Fingers and hands bleed like stink, pike bites appear to exacerbate the haemorrhaging (but I’m not going to enter that debate!), so what to do? Wash, wash, and wash! Using the clean water as stated, dry the wound using your gauze then apply a suitably sized dressing. If the bleeding continues, simply raise the area to rest on your shoulder (obviously not possible if its your leg affected), wounds placed above the heart will stop the claret leaking much quicker.
So you’ve got a cut, are you now covered for tetanus? More than likely you are, but its best to make sure. Lifelong immunity is usually attained after 5 tetanus boosters, and since 3 are given during childhood, a further 2 will be needed. These are needed at 10 year intervals, which generally means in your mid-twenties and then mid-thirties. If in doubt, contact your GP who should have your records, a booster needs to be given within 48 hours of getting the wound.
A quick mention of Weil’s disease, this is transmitted via rat urine, so please be careful not to leave food and drink exposed for our furry friends to paw over, particularly when bivvied up at night. Weil’s disease is potentially fatal, so its also worth boiling some freshwater in pots/Pans etc prior to use.
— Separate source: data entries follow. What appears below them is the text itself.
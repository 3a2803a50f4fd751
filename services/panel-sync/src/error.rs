//! Error types for the panel-sync service

/// Errors that can occur in the panel-sync service
#[derive(Debug, thiserror::Error)]
pub enum SyncError {
    #[error("Configuration error: {0}")]
    Config(String),

    #[error("HTTP request failed: {0}")]
    Http(String),

    #[error("Server returned status {status}: {body}")]
    Status { status: u16, body: String },

    #[error("JSON parse error: {0}")]
    Json(#[from] serde_json::Error),

    #[error("Invalid URL '{url}': {reason}")]
    InvalidUrl { url: String, reason: String },

    #[error("Render error: {0}")]
    Render(String),

    #[error("Page size must be at least 1, got {0}")]
    InvalidPageSize(u64),

    #[error("Multiplier must be at least 1, got {0}")]
    InvalidMultiplier(u64),

    #[error("Poll session '{0}' is no longer running")]
    SessionStopped(String),

    #[error("Retries exhausted after {attempts} attempts: {last_error}")]
    RetriesExhausted { attempts: u32, last_error: String },

    #[error("Job error: {0}")]
    Job(String),
}

/// Result type alias for panel-sync operations
pub type Result<T> = std::result::Result<T, SyncError>;
//! Notifier trait for one-shot user messages

use async_trait::async_trait;
use serde::{Deserialize, Serialize};

/// How a notice should be presented
#[derive(Debug, Clone, Copy, PartialEq, Eq, Serialize, Deserialize)]
#[serde(rename_all = "snake_case")]
pub enum NoticeLevel {
    Info,
    Error,
}

/// A message for the user
#[derive(Debug, Clone, PartialEq, Eq, Serialize, Deserialize)]
pub struct Notice {
    pub level: NoticeLevel,
    pub message: String,
}

impl Notice {
    pub fn info(message: impl Into<String>) -> Self {
        Self {
            level: NoticeLevel::Info,
            message: message.into(),
        }
    }

    pub fn error(message: impl Into<String>) -> Self {
        Self {
            level: NoticeLevel::Error,
            message: message.into(),
        }
    }
}

/// Trait for surfacing notices
#[async_trait]
pub trait Notifier: Send + Sync + std::fmt::Debug {
    async fn notify(&self, notice: &Notice);
}

/// Notifier that writes notices to the log
#[derive(Debug, Default)]
pub struct LogNotifier;

#[async_trait]
impl Notifier for LogNotifier {
    async fn notify(&self, notice: &Notice) {
        match notice.level {
            NoticeLevel::Info => tracing::info!("{}", notice.message),
            NoticeLevel::Error => tracing::warn!("{}", notice.message),
        }
    }
}

/// Notifier that keeps every notice, for tests and embedding callers
#[derive(Debug, Default)]
pub struct RecordingNotifier {
    notices: tokio::sync::RwLock<Vec<Notice>>,
}

impl RecordingNotifier {
    pub fn new() -> Self {
        Self::default()
    }

    pub async fn notices(&self) -> Vec<Notice> {
        self.notices.read().await.clone()
    }

    pub async fn messages(&self) -> Vec<String> {
        self.notices
            .read()
            .await
            .iter()
            .map(|n| n.message.clone())
            .collect()
    }
}

#[async_trait]
impl Notifier for RecordingNotifier {
    async fn notify(&self, notice: &Notice) {
        self.notices.write().await.push(notice.clone());
    }
}
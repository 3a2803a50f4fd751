//! Display surfaces that rendered panel items land on

use std::sync::atomic::{AtomicBool, Ordering};
use std::sync::{Mutex, MutexGuard, PoisonError};

/// A list-shaped display surface.
///
/// A detached view (the panel does not exist on this surface) is skipped by
/// the poller without error.
pub trait PanelView: Send + Sync + std::fmt::Debug {
    fn is_attached(&self) -> bool {
        true
    }

    /// Remove every rendered item
    fn clear(&self);

    /// Add one rendered item at the end
    fn append(&self, fragment: &str);
}

/// Something that happened to a [`MemoryView`]
#[derive(Debug, Clone, PartialEq, Eq)]
pub enum ViewEvent {
    Cleared,
    Appended(String),
}

/// In-memory view keeping the current items and a log of every change
#[derive(Debug)]
pub struct MemoryView {
    attached: AtomicBool,
    items: Mutex<Vec<String>>,
    events: Mutex<Vec<ViewEvent>>,
}

impl Default for MemoryView {
    fn default() -> Self {
        Self::new()
    }
}

impl MemoryView {
    pub fn new() -> Self {
        Self {
            attached: AtomicBool::new(true),
            items: Mutex::new(Vec::new()),
            events: Mutex::new(Vec::new()),
        }
    }

    pub fn detached() -> Self {
        let view = Self::new();
        view.set_attached(false);
        view
    }

    pub fn set_attached(&self, attached: bool) {
        self.attached.store(attached, Ordering::SeqCst);
    }

    pub fn items(&self) -> Vec<String> {
        lock(&self.items).clone()
    }

    pub fn events(&self) -> Vec<ViewEvent> {
        lock(&self.events).clone()
    }

    /// Number of times the view was cleared
    pub fn renders(&self) -> usize {
        lock(&self.events)
            .iter()
            .filter(|e| **e == ViewEvent::Cleared)
            .count()
    }
}

impl PanelView for MemoryView {
    fn is_attached(&self) -> bool {
        self.attached.load(Ordering::SeqCst)
    }

    fn clear(&self) {
        lock(&self.items).clear();
        lock(&self.events).push(ViewEvent::Cleared);
    }

    fn append(&self, fragment: &str) {
        lock(&self.items).push(fragment.to_string());
        lock(&self.events)
            .push(ViewEvent::Appended(fragment.to_string()));
    }
}

/// View that writes each render to stdout, used by the `watch` command
#[derive(Debug)]
pub struct ConsoleView {
    panel: String,
}

impl ConsoleView {
    pub fn new(panel: &str) -> Self {
        Self {
            panel: panel.to_string(),
        }
    }
}

impl PanelView for ConsoleView {
    fn clear(&self) {
        println!("--- {} ---", self.panel);
    }

    fn append(&self, fragment: &str) {
        println!("{}", fragment);
    }
}

fn lock<T>(mutex: &Mutex<T>) -> MutexGuard<'_, T> {
    mutex.lock().unwrap_or_else(PoisonError::into_inner)
}
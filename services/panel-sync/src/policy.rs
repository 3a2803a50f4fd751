//! Retry policy shared by the collection poller and the job monitor

use std::time::Duration;

use serde::{Deserialize, Serialize};

/// How the delay grows across consecutive failures
#[derive(Debug, Clone, Copy, Default, PartialEq, Eq, Serialize, Deserialize)]
#[serde(tag = "type", rename_all = "snake_case")]
pub enum Backoff {
    /// Every retry waits the base delay
    #[default]
    Fixed,
    /// base * factor^(n-1), capped at `max_delay_ms`
    Exponential { factor: u32, max_delay_ms: u64 },
}

/// Retry limits for a polling loop. The default retries forever at the base delay.
#[derive(Debug, Clone, Copy, Default, PartialEq, Eq, Serialize, Deserialize)]
pub struct RetryPolicy {
    /// Consecutive failures tolerated before giving up (None for unlimited)
    #[serde(default)]
    pub max_attempts: Option<u32>,
    #[serde(default)]
    pub backoff: Backoff,
}

impl RetryPolicy {
    pub fn limited(max_attempts: u32) -> Self {
        Self {
            max_attempts: Some(max_attempts),
            backoff: Backoff::Fixed,
        }
    }

    /// Whether another attempt may follow `failures` consecutive failures
    pub fn allows(&self, failures: u32) -> bool {
        match self.max_attempts {
            Some(max) => failures < max,
            None => true,
        }
    }

    /// Delay before the retry that follows the `failures`-th consecutive failure
    pub fn delay(&self, base: Duration, failures: u32) -> Duration {
        match self.backoff {
            Backoff::Fixed => base,
            Backoff::Exponential {
                factor,
                max_delay_ms,
            } => {
                let exponent = failures.saturating_sub(1);
                let multiplier = factor.max(1).saturating_pow(exponent);
                let cap = Duration::from_millis(max_delay_ms).max(base);
                base.saturating_mul(multiplier).min(cap)
            }
        }
    }
}
//! BDD test world for panel-sync

use std::collections::{HashMap, VecDeque};
use std::sync::{Arc, Mutex};
use std::time::Duration;

use async_trait::async_trait;
use cucumber::World;
use tokio::time::Instant;

use panel_sync::action::ActionOutcome;
use panel_sync::config::Config;
use panel_sync::io::{HttpClient, HttpRequest, HttpResponse};
use panel_sync::job::JobOutcome;
use panel_sync::notifier::RecordingNotifier;
use panel_sync::poller::PollHandle;
use panel_sync::view::MemoryView;
use panel_sync::{PanelSync, PanelSyncBuilder};

/// What the fake server does with one request
#[derive(Debug, Clone)]
pub enum Reply {
    Respond(HttpResponse),
    Refuse,
}

#[derive(Debug, Default)]
struct Route {
    queue: VecDeque<Reply>,
    fallback: Option<Reply>,
}

/// A request as the fake server saw it
#[derive(Debug, Clone)]
pub struct RecordedRequest {
    pub at: Instant,
    pub request: HttpRequest,
}

/// In-process stand-in for the collaboration server, routing on URL path
#[derive(Debug, Default)]
pub struct FakeServer {
    routes: Mutex<HashMap<String, Route>>,
    requests: Mutex<Vec<RecordedRequest>>,
}

impl FakeServer {
    /// Queue a reply for the next unanswered request to `path`
    pub fn reply_once(&self, path: &str, reply: Reply) {
        self.routes
            .lock()
            .unwrap()
            .entry(path.to_string())
            .or_default()
            .queue
            .push_back(reply);
    }

    /// Reply used once the queue for `path` is empty
    pub fn reply_always(&self, path: &str, reply: Reply) {
        self.routes
            .lock()
            .unwrap()
            .entry(path.to_string())
            .or_default()
            .fallback = Some(reply);
    }

    pub fn requests_to(&self, path: &str) -> Vec<RecordedRequest> {
        self.requests
            .lock()
            .unwrap()
            .iter()
            .filter(|r| r.request.url.path() == path)
            .cloned()
            .collect()
    }
}

#[async_trait]
impl HttpClient for FakeServer {
    async fn send(&self, request: &HttpRequest) -> panel_sync::Result<HttpResponse> {
        self.requests.lock().unwrap().push(RecordedRequest {
            at: Instant::now(),
            request: request.clone(),
        });

        let reply = {
            let mut routes = self.routes.lock().unwrap();
            routes.get_mut(request.url.path()).and_then(|route| {
                route
                    .queue
                    .pop_front()
                    .or_else(|| route.fallback.clone())
            })
        };
        match reply {
            Some(Reply::Respond(response)) => Ok(response),
            Some(Reply::Refuse) => Err(panel_sync::SyncError::Http(format!(
                "{} {} refused",
                request.method, request.url
            ))),
            None => Ok(HttpResponse {
                status: 404,
                body: r#"{"message": "Not found"}"#.to_string(),
            }),
        }
    }
}

pub fn json_reply(status: u16, body: serde_json::Value) -> Reply {
    Reply::Respond(HttpResponse {
        status,
        body: body.to_string(),
    })
}

/// Wait up to two seconds for `condition` to hold
pub async fn eventually(mut condition: impl FnMut() -> bool) -> bool {
    let deadline = Instant::now() + Duration::from_secs(2);
    while Instant::now() < deadline {
        if condition() {
            return true;
        }
        tokio::time::sleep(Duration::from_millis(10)).await;
    }
    condition()
}

#[derive(Debug, Default, World)]
pub struct PanelSyncWorld {
    pub server: Arc<FakeServer>,
    pub config: Config,
    pub csrf_token: Option<String>,
    pub views: HashMap<String, Arc<MemoryView>>,
    pub error_view: Arc<MemoryView>,
    pub notifier: Arc<RecordingNotifier>,

    // Polling
    pub handles: Vec<PollHandle>,
    pub escalation: Option<panel_sync::Result<u64>>,

    // Actions and jobs
    pub action_outcome: Option<panel_sync::Result<ActionOutcome>>,
    pub job_outcome: Option<panel_sync::Result<JobOutcome>>,
}

impl PanelSyncWorld {
    pub fn build(&mut self) -> PanelSync {
        let mut builder = PanelSyncBuilder::new(self.config.clone())
            .with_http_client(Arc::clone(&self.server) as Arc<dyn HttpClient>)
            .with_notifier(self.notifier.clone())
            .with_error_view(self.error_view.clone());
        for panel in &self.config.panels {
            let view = self
                .views
                .entry(panel.name.clone())
                .or_insert_with(|| Arc::new(MemoryView::new()));
            builder = builder.with_view(&panel.name, view.clone());
        }
        if let Some(token) = &self.csrf_token {
            builder = builder.with_token_store(Arc::new(
                panel_sync::auth::StaticTokenStore::new(Some(token.clone())),
            ));
        }
        builder.build().expect("panel-sync should build")
    }

    pub fn view(&self, name: &str) -> Arc<MemoryView> {
        self.views
            .get(name)
            .cloned()
            .unwrap_or_else(|| panic!("no view for panel '{}'", name))
    }

    pub fn handle(&self, name: &str) -> &PollHandle {
        self.handles
            .iter()
            .find(|h| h.name() == name)
            .unwrap_or_else(|| panic!("panel '{}' is not being watched", name))
    }
}

impl Drop for PanelSyncWorld {
    fn drop(&mut self) {
        for handle in &self.handles {
            handle.stop();
        }
    }
}
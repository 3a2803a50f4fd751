//! Collection poller: fetch a collection, render it, re-arm.
//!
//! Each session runs as a serial poll-then-wait loop. The next fetch is only
//! scheduled once the previous response (success or failure) has arrived, so
//! slow responses never pile up requests. A spawned session owns exactly one
//! timer; "load more" requests from an [`Escalator`] are folded into that
//! timer instead of starting a second chain.

use std::sync::{Arc, Mutex, PoisonError};
use std::time::Duration;

use reqwest::Url;
use serde_json::Value;
use tokio::sync::mpsc;
use tokio::task::JoinHandle;
use tokio::time::Instant;
use tokio_util::sync::CancellationToken;

use crate::auth::Authenticator;
use crate::config::{PanelConfig, ServerConfig};
use crate::io::{with_query_param, HttpClient, HttpRequest};
use crate::page_size::PageSize;
use crate::policy::RetryPolicy;
use crate::render::ItemRenderer;
use crate::view::PanelView;

const COUNT_PARAM: &str = "count";

/// One polled collection resource
#[derive(Debug, Clone)]
pub struct PollSession {
    name: String,
    url: Url,
    page_size: PageSize,
    interval: Duration,
    retry_delay: Duration,
    retry: RetryPolicy,
}

impl PollSession {
    pub fn new(
        name: &str,
        url: Url,
        page_size: PageSize,
        interval: Duration,
        retry_delay: Duration,
    ) -> Self {
        Self {
            name: name.to_string(),
            url,
            page_size,
            interval,
            retry_delay,
            retry: RetryPolicy::default(),
        }
    }

    pub fn from_config(panel: &PanelConfig, server: &ServerConfig) -> crate::Result<Self> {
        let url = server.resolve(&panel.locator)?;
        let page_size = PageSize::new(panel.page_size())?;
        Ok(Self::new(
            &panel.name,
            url,
            page_size,
            panel.interval(),
            panel.retry_delay(),
        )
        .with_retry_policy(panel.retry))
    }

    pub fn with_retry_policy(mut self, retry: RetryPolicy) -> Self {
        self.retry = retry;
        self
    }

    pub fn name(&self) -> &str {
        &self.name
    }

    pub fn page_size(&self) -> &PageSize {
        &self.page_size
    }

    pub fn interval(&self) -> Duration {
        self.interval
    }

    pub fn retry_delay(&self) -> Duration {
        self.retry_delay
    }

    /// Locator with the current page size, read now rather than at schedule time
    pub fn request_url(&self) -> Url {
        with_query_param(&self.url, COUNT_PARAM, &self.page_size.get().to_string())
    }
}

/// Counters describing a session's progress
#[derive(Debug, Clone, Default, PartialEq, Eq)]
pub struct SessionStats {
    pub fetches: u64,
    pub failures: u64,
    pub consecutive_failures: u32,
    pub last_item_count: Option<usize>,
}

/// Why a poll loop returned
#[derive(Debug, Clone, Copy, PartialEq, Eq)]
pub enum PollExit {
    /// A one-shot poll succeeded and nothing else is scheduled
    Completed,
    /// The session's cancellation token fired
    Cancelled,
}

/// Request for an immediate one-shot fetch
#[derive(Debug)]
struct FetchNow;

enum Wake {
    Cancelled,
    Request(Option<FetchNow>),
    Timer,
}

/// Fetches a collection and renders it into a panel view
pub struct CollectionPoller {
    session: PollSession,
    http: Arc<dyn HttpClient>,
    auth: Arc<Authenticator>,
    renderer: Arc<dyn ItemRenderer>,
    view: Arc<dyn PanelView>,
    in_flight: tokio::sync::Mutex<()>,
    stats: Mutex<SessionStats>,
}

impl std::fmt::Debug for CollectionPoller {
    fn fmt(&self, f: &mut std::fmt::Formatter<'_>) -> std::fmt::Result {
        f.debug_struct("CollectionPoller")
            .field("session", &self.session)
            .field("renderer", &self.renderer)
            .field("view", &self.view)
            .finish_non_exhaustive()
    }
}

impl CollectionPoller {
    pub fn new(
        session: PollSession,
        http: Arc<dyn HttpClient>,
        auth: Arc<Authenticator>,
        renderer: Arc<dyn ItemRenderer>,
        view: Arc<dyn PanelView>,
    ) -> Self {
        tracing::debug!(
            "Created poller '{}' for {} (page size {})",
            session.name,
            session.url,
            session.page_size.get()
        );
        Self {
            session,
            http,
            auth,
            renderer,
            view,
            in_flight: tokio::sync::Mutex::new(()),
            stats: Mutex::new(SessionStats::default()),
        }
    }

    pub fn session(&self) -> &PollSession {
        &self.session
    }

    pub fn stats(&self) -> SessionStats {
        self.stats
            .lock()
            .unwrap_or_else(PoisonError::into_inner)
            .clone()
    }

    /// Issue one fetch and, on success, replace the view's contents.
    ///
    /// Returns the number of items the server sent. On failure the view is
    /// left untouched.
    pub async fn fetch(&self) -> crate::Result<usize> {
        let _in_flight = self.in_flight.lock().await;

        let request = self
            .auth
            .authenticate(HttpRequest::get(self.session.request_url()));
        tracing::debug!("Polling '{}' at {}", self.session.name, request.url);

        let result = self.fetch_items(&request).await;
        let mut stats = self.stats.lock().unwrap_or_else(PoisonError::into_inner);
        stats.fetches += 1;
        match result {
            Ok(items) => {
                stats.consecutive_failures = 0;
                stats.last_item_count = Some(items.len());
                drop(stats);
                self.render(&items);
                Ok(items.len())
            }
            Err(e) => {
                stats.failures += 1;
                stats.consecutive_failures += 1;
                Err(e)
            }
        }
    }

    async fn fetch_items(&self, request: &HttpRequest) -> crate::Result<Vec<Value>> {
        let response = self.http.send(request).await?;
        if !response.is_success() {
            return Err(crate::SyncError::Status {
                status: response.status,
                body: response.body,
            });
        }

        let mut body: Value = serde_json::from_str(&response.body)?;
        let key = self.renderer.collection_key();
        match body.get_mut(key).map(Value::take) {
            Some(Value::Array(items)) => Ok(items),
            Some(other) => Err(crate::SyncError::Render(format!(
                "field '{}' is not an array: {}",
                key, other
            ))),
            None => Err(crate::SyncError::Render(format!(
                "response has no '{}' field",
                key
            ))),
        }
    }

    fn render(&self, items: &[Value]) {
        if !self.view.is_attached() {
            tracing::debug!("View for '{}' is not attached, skipping render", self.session.name);
            return;
        }

        self.view.clear();
        for item in items {
            match self.renderer.render(item) {
                Ok(fragment) => self.view.append(&fragment),
                Err(e) => {
                    tracing::warn!("Skipping item in '{}': {}", self.session.name, e);
                }
            }
        }
    }

    /// Poll the collection.
    ///
    /// With `repeat` the loop re-arms after every success and only returns
    /// if the retry policy gives up. Without it, the loop returns after the
    /// first success; failures are retried either way.
    pub async fn poll(&self, repeat: bool) -> crate::Result<PollExit> {
        let now = Instant::now();
        let (recurring, one_shot) = if repeat {
            (Some(now), None)
        } else {
            (None, Some(now))
        };
        self.drive(recurring, one_shot, None, CancellationToken::new())
            .await
    }

    /// Start the recurring poll on its own task
    pub fn spawn(self: Arc<Self>, parent: &CancellationToken) -> PollHandle {
        let cancel = parent.child_token();
        let (tx, rx) = mpsc::unbounded_channel();
        let name = self.session.name.clone();
        let page_size = self.session.page_size.clone();

        tracing::info!("Starting poll session '{}'", name);
        let poller = self;
        let task_cancel = cancel.clone();
        let task = tokio::spawn(async move {
            let result = poller
                .drive(Some(Instant::now()), None, Some(rx), task_cancel)
                .await;
            tracing::info!("Poll session '{}' stopped", poller.session.name);
            result
        });

        PollHandle {
            name,
            page_size,
            requests: tx,
            cancel,
            task,
        }
    }

    async fn drive(
        &self,
        mut recurring_at: Option<Instant>,
        mut one_shot_at: Option<Instant>,
        mut requests: Option<mpsc::UnboundedReceiver<FetchNow>>,
        cancel: CancellationToken,
    ) -> crate::Result<PollExit> {
        let mut failures = 0u32;

        loop {
            let next = match (recurring_at, one_shot_at) {
                (Some(a), Some(b)) => a.min(b),
                (Some(a), None) | (None, Some(a)) => a,
                (None, None) => return Ok(PollExit::Completed),
            };

            let wake = tokio::select! {
                biased;
                _ = cancel.cancelled() => Wake::Cancelled,
                request = recv_or_pending(&mut requests) => Wake::Request(request),
                _ = tokio::time::sleep_until(next) => Wake::Timer,
            };

            match wake {
                Wake::Cancelled => {
                    tracing::debug!("Poll loop for '{}' cancelled", self.session.name);
                    return Ok(PollExit::Cancelled);
                }
                // Requests queued during a fetch collapse into one slot
                Wake::Request(Some(FetchNow)) => {
                    one_shot_at = Some(Instant::now());
                    continue;
                }
                Wake::Request(None) => {
                    requests = None;
                    continue;
                }
                Wake::Timer => {}
            }

            let now = Instant::now();
            let recurring_due = recurring_at.is_some_and(|t| t <= now);
            let one_shot_due = one_shot_at.is_some_and(|t| t <= now);

            match self.fetch().await {
                Ok(count) => {
                    failures = 0;
                    tracing::debug!(
                        "Rendered {} items for '{}' (recurring={}, one_shot={})",
                        count,
                        self.session.name,
                        recurring_due,
                        one_shot_due
                    );
                    if one_shot_due {
                        one_shot_at = None;
                    }
                    if recurring_due {
                        recurring_at = Some(Instant::now() + self.session.interval);
                    }
                }
                Err(e) => {
                    failures += 1;
                    if !self.session.retry.allows(failures) {
                        tracing::warn!(
                            "Giving up on '{}' after {} consecutive failures: {}",
                            self.session.name,
                            failures,
                            e
                        );
                        return Err(crate::SyncError::RetriesExhausted {
                            attempts: failures,
                            last_error: e.to_string(),
                        });
                    }
                    let delay = self.session.retry.delay(self.session.retry_delay, failures);
                    tracing::debug!(
                        "Fetch for '{}' failed ({}), retrying in {:?}",
                        self.session.name,
                        e,
                        delay
                    );
                    let retry_at = Instant::now() + delay;
                    if one_shot_due {
                        one_shot_at = Some(retry_at);
                    }
                    if recurring_due {
                        recurring_at = Some(retry_at);
                    }
                }
            }
        }
    }
}

async fn recv_or_pending<T>(rx: &mut Option<mpsc::UnboundedReceiver<T>>) -> Option<T> {
    match rx {
        Some(rx) => rx.recv().await,
        None => std::future::pending().await,
    }
}

/// Handle to a spawned poll session
#[derive(Debug)]
pub struct PollHandle {
    name: String,
    page_size: PageSize,
    requests: mpsc::UnboundedSender<FetchNow>,
    cancel: CancellationToken,
    task: JoinHandle<crate::Result<PollExit>>,
}

impl PollHandle {
    pub fn name(&self) -> &str {
        &self.name
    }

    /// A "load more" control bound to this session's counter
    pub fn escalator(&self) -> Escalator {
        Escalator {
            session: self.name.clone(),
            page_size: self.page_size.clone(),
            requests: self.requests.clone(),
        }
    }

    /// Whether the session still re-arms itself
    pub fn is_active(&self) -> bool {
        !self.task.is_finished()
    }

    pub fn stop(&self) {
        tracing::debug!("Stopping poll session '{}'", self.name);
        self.cancel.cancel();
    }

    /// Wait for the session task to end
    pub async fn join(self) -> crate::Result<PollExit> {
        self.task
            .await
            .map_err(|e| crate::SyncError::SessionStopped(format!("{}: {}", self.name, e)))?
    }
}

/// Multiplies a session's page size and asks for one immediate fetch
#[derive(Debug, Clone)]
pub struct Escalator {
    session: String,
    page_size: PageSize,
    requests: mpsc::UnboundedSender<FetchNow>,
}

impl Escalator {
    pub fn page_size(&self) -> u64 {
        self.page_size.get()
    }

    /// Multiply the page size and trigger one non-repeating fetch.
    ///
    /// The recurring schedule is left as is; its next fetch reads the new
    /// size. Returns the new page size.
    pub fn escalate(&self, multiplier: u64) -> crate::Result<u64> {
        let count = self.page_size.multiply(multiplier)?;
        tracing::debug!(
            "Escalating '{}' by {} to page size {}",
            self.session,
            multiplier,
            count
        );
        self.requests
            .send(FetchNow)
            .map_err(|_| crate::SyncError::SessionStopped(self.session.clone()))?;
        Ok(count)
    }
}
Hook removal. Never a nice thing, I suppose the easiest way out of this is to use barbless hooks, but if you’re like me then you may have to endure a hook that’s well and truly stuck whilst using the barbed variety. The best method is not to just pull the hook against the barb, but to push the hook and barb through the skin (see diagram 3). If you have the stomach and pain threshold for this then use your forceps, its much easier. Once the hook and barb are exposed then boltcut them off (below the barb see diagram 4), a simple trick here is to place something soft like the sleeve of a top over the exposed hook before bolt-cutting the hook, this prevents the hook point flying off in your eye! Once the barb is off, it’s a simple matter of pulling the rest of the hook out, back through the way it went in. Don’t forget to clean and dress the wound as already stated. Be careful with large deep penetrated hooks, particularly in the areas of the wrist, there are a lot of tendons, nerves, blood vessels that can cause further problems if not dealt with correctly. If in doubt, get to your local A&E, and if you happen to be in Cumbria be prepared to get interrogated about your fishing by a skin-headed doctor with a syringe full of local anaesthetic in his hand.